Chronique littéraire : Confidences du chauffeur du ministre
… Nouvelles du Maroc. Nouvelles si tristes que j’ai sollicité de mon patron le ministre d’Etat (sous des alibis préfabriqués), quelques heures de repos (ces quelques heures deviendront au fur et à mesure des jours d’angoisse…). Il s’agit du reportage télévisé en direct au sujet de Rayan, cet enfant marocain de cinq ans tombé par hasard dans un trou mal aménagé dans un quartier marginal d’une bourgade marocaine. Nous voici, sept milliards de terriens suspendus à l’aventure héroïque des sauveteurs marocains au secours du petit Rayan.
Sept milliards de terriens dont ma femme et moi, accrochés à l’écran de notre télévision depuis cinq jours, sans manger ni boire. Loin des souks-ligablos, loin des mosquées, loin des boudoirs et des séances de thé-chaï.
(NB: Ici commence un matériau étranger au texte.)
use crate::error::{LedgerError, Result};
use log::debug;
use schemars::JsonSchema;
use serde::{Deserialize, Serialize};
use std::collections::BTreeMap;
use std::fmt;
use std::path::Path;

/// A single spreadsheet cell as handed over by the parsing layer.
#[derive(Debug, Clone, PartialEq, Serialize, Deserialize, Default)]
#[serde(untagged)]
pub enum CellValue {
    Number(f64),
    Text(String),
    #[default]
    Empty,
}

impl CellValue {
    pub fn text(value: impl Into<String>) -> Self {
        Self::Text(value.into())
    }

    pub fn is_empty(&self) -> bool {
        matches!(self, Self::Empty)
    }

    /// Returns the string payload, only for text cells.
    pub fn as_text(&self) -> Option<&str> {
        match self {
            Self::Text(s) => Some(s.as_str()),
            _ => None,
        }
    }
}

impl From<f64> for CellValue {
    fn from(value: f64) -> Self {
        Self::Number(value)
    }
}

impl From<i32> for CellValue {
    fn from(value: i32) -> Self {
        Self::Number(value as f64)
    }
}

impl From<&str> for CellValue {
    fn from(value: &str) -> Self {
        Self::Text(value.to_string())
    }
}

impl From<String> for CellValue {
    fn from(value: String) -> Self {
        Self::Text(value)
    }
}

impl<T: Into<CellValue>> From<Option<T>> for CellValue {
    fn from(value: Option<T>) -> Self {
        value.map(Into::into).unwrap_or(Self::Empty)
    }
}

/// Identifies one reporting column through the three header rows.
#[derive(Debug, Clone, PartialEq, Eq, Hash, Serialize, Deserialize, JsonSchema)]
pub struct PeriodKey {
    #[schemars(description = "Reporting year, e.g. 2024")]
    pub year: i32,

    #[schemars(description = "Month name or period label exactly as written in the sheet, e.g. 'January' or 'Q1'")]
    pub month: String,

    #[serde(rename = "type")]
    #[schemars(description = "Period type exactly as written in the sheet, e.g. 'Actual' or 'Budget'")]
    pub period_type: String,
}

impl PeriodKey {
    pub fn new(year: i32, month: impl Into<String>, period_type: impl Into<String>) -> Self {
        Self {
            year,
            month: month.into(),
            period_type: period_type.into(),
        }
    }

    /// Human readable label, e.g. "January 2024 Actual" or "Q1 2024 Budget".
    pub fn label(&self) -> String {
        format!(
            "{} {} {}",
            crate::utils::classify_period_label(&self.month),
            self.year,
            self.period_type
        )
    }
}

impl fmt::Display for PeriodKey {
    fn fmt(&self, f: &mut fmt::Formatter<'_>) -> fmt::Result {
        write!(f, "{}/{}/{}", self.year, self.month, self.period_type)
    }
}

/// Column conventions of the two sheet kinds a division may publish.
///
/// Both kinds keep the entity name in column 0, the ledger type discriminator
/// in column 4 and period data from column 5 onward. They differ in where the
/// product group label lives.
#[derive(Debug, Clone, Copy, PartialEq, Eq, Hash, Serialize, Deserialize, JsonSchema)]
#[serde(tag = "kind")]
pub enum SheetLayout {
    /// `<Division>-S&V`: sales & variance sheet, product group in column 3.
    #[serde(rename = "SV")]
    SalesVolume,

    /// `<Division>-Volume`: volume-only sheet, product group in column 1.
    #[serde(rename = "Volume")]
    Volume,
}

impl SheetLayout {
    /// Sheet kinds in the order a division's sources are consulted.
    pub const FALLBACK_ORDER: [SheetLayout; 2] = [SheetLayout::SalesVolume, SheetLayout::Volume];

    pub fn entity_column(self) -> usize {
        0
    }

    pub fn label_column(self) -> usize {
        match self {
            Self::SalesVolume => 3,
            Self::Volume => 1,
        }
    }

    pub fn discriminator_column(self) -> usize {
        4
    }

    pub fn sheet_suffix(self) -> &'static str {
        match self {
            Self::SalesVolume => "S&V",
            Self::Volume => "Volume",
        }
    }

    pub fn sheet_name(self, division: &str) -> String {
        format!("{}-{}", division, self.sheet_suffix())
    }
}

/// Who belongs to which sales group within one division.
#[derive(Debug, Clone, Default, PartialEq, Serialize, Deserialize, JsonSchema)]
pub struct DivisionRoster {
    #[serde(default)]
    #[schemars(description = "Individual sales representatives listed by default for this division, in display order")]
    pub defaults: Vec<String>,

    #[serde(default)]
    #[schemars(description = "Group name mapped to the ordered list of member representative names")]
    pub groups: BTreeMap<String, Vec<String>>,
}

impl DivisionRoster {
    pub fn group(&self, name: &str) -> Option<&[String]> {
        self.groups.get(name).map(Vec::as_slice)
    }

    /// Every selectable entity: group names first, then the default individuals.
    pub fn entities(&self) -> Vec<String> {
        let mut entities: Vec<String> = self.groups.keys().cloned().collect();
        for name in &self.defaults {
            if !entities.contains(name) {
                entities.push(name.clone());
            }
        }
        entities
    }
}

/// Division identifier (e.g. "FP", "HCM") mapped to that division's roster.
#[derive(Debug, Clone, Default, PartialEq, Serialize, Deserialize, JsonSchema)]
#[serde(transparent)]
pub struct RosterConfig {
    pub divisions: BTreeMap<String, DivisionRoster>,
}

impl RosterConfig {
    pub fn division(&self, id: &str) -> Option<&DivisionRoster> {
        self.divisions.get(id)
    }

    pub fn from_json_str(json: &str) -> Result<Self> {
        let config: RosterConfig = serde_json::from_str(json)?;
        config.validate()?;
        Ok(config)
    }

    pub fn load(path: impl AsRef<Path>) -> Result<Self> {
        let path = path.as_ref();
        debug!("Loading roster configuration from {}", path.display());
        let json = std::fs::read_to_string(path)?;
        Self::from_json_str(&json)
    }

    fn validate(&self) -> Result<()> {
        for (division, roster) in &self.divisions {
            if division.trim().is_empty() {
                return Err(LedgerError::InvalidRoster(
                    "division identifier must not be empty".to_string(),
                ));
            }
            if let Some(group) = roster.groups.keys().find(|g| g.trim().is_empty()) {
                return Err(LedgerError::InvalidRoster(format!(
                    "division '{}' has a group with an empty name ({:?})",
                    division, group
                )));
            }
        }
        Ok(())
    }

    pub fn generate_json_schema() -> schemars::schema::RootSchema {
        schemars::schema_for!(RosterConfig)
    }

    pub fn schema_as_json() -> std::result::Result<String, serde_json::Error> {
        let schema = Self::generate_json_schema();
        serde_json::to_string_pretty(&schema)
    }
}

/// Parameters of one dashboard request.
#[derive(Debug, Clone, PartialEq, Serialize, Deserialize, JsonSchema)]
pub struct SalesQuery {
    #[schemars(description = "Division identifier selecting the '<Division>-S&V' / '<Division>-Volume' sheets")]
    pub division: String,

    #[schemars(description = "Sales representative name or roster group name")]
    pub entity: String,

    #[schemars(description = "Ledger / variable type discriminator, e.g. 'Kgs' or 'Amount'")]
    pub variable: String,

    #[schemars(description = "Reporting periods to extract")]
    pub periods: Vec<PeriodKey>,
}

impl SalesQuery {
    pub fn new(
        division: impl Into<String>,
        entity: impl Into<String>,
        variable: impl Into<String>,
        periods: Vec<PeriodKey>,
    ) -> Self {
        Self {
            division: division.into(),
            entity: entity.into(),
            variable: variable.into(),
            periods,
        }
    }

    /// Rejects blank division, entity or variable fields.
    ///
    /// Request handlers may call this before running a query;
    /// [`crate::SalesReportProcessor::run`] does not, and answers blank fields
    /// with an empty report.
    pub fn validate(&self) -> Result<()> {
        let fields = [
            ("division", &self.division),
            ("entity", &self.entity),
            ("variable", &self.variable),
        ];
        for (field, value) in fields {
            if value.trim().is_empty() {
                return Err(LedgerError::InvalidQuery(format!("{} must not be empty", field)));
            }
        }
        Ok(())
    }
}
Nous aussi, ma femme et moi ici, nous sommes, comme là-bas dans la bourgade du Maroc, autour du puits de malédiction, en train d’encourager par nos bravos et nos prières, les valeureux sauveteurs ; ces derniers non plus n’ont pas mangé depuis cinq jours, et ne réclament rien à personne.
Il y a là, parmi des sauveteurs, des pompiers aguerris, mais aussi des résidents volontaires et bénévoles. Ils ont tout tenté, jusqu’à faire descendre un pompier en catastrophe, après avoir ouvert une brèche parallèle sur 35 mètres de profondeur. La tentative a échoué, mais, maigre consolation, le pompier a pu arracher, de loin, un soupir à l’enfant infortuné. Les caméras des sauveteurs ont pu montrer comment au même moment, l’enfant tendait les bras, comme dans une supplication de dernier espoir. Le pompier volontaire est sorti du trou, les larmes aux yeux. Tout cela a suscité une émotion générale non seulement des résidents autour du trou, mais des sept milliards de témoins à travers le monde.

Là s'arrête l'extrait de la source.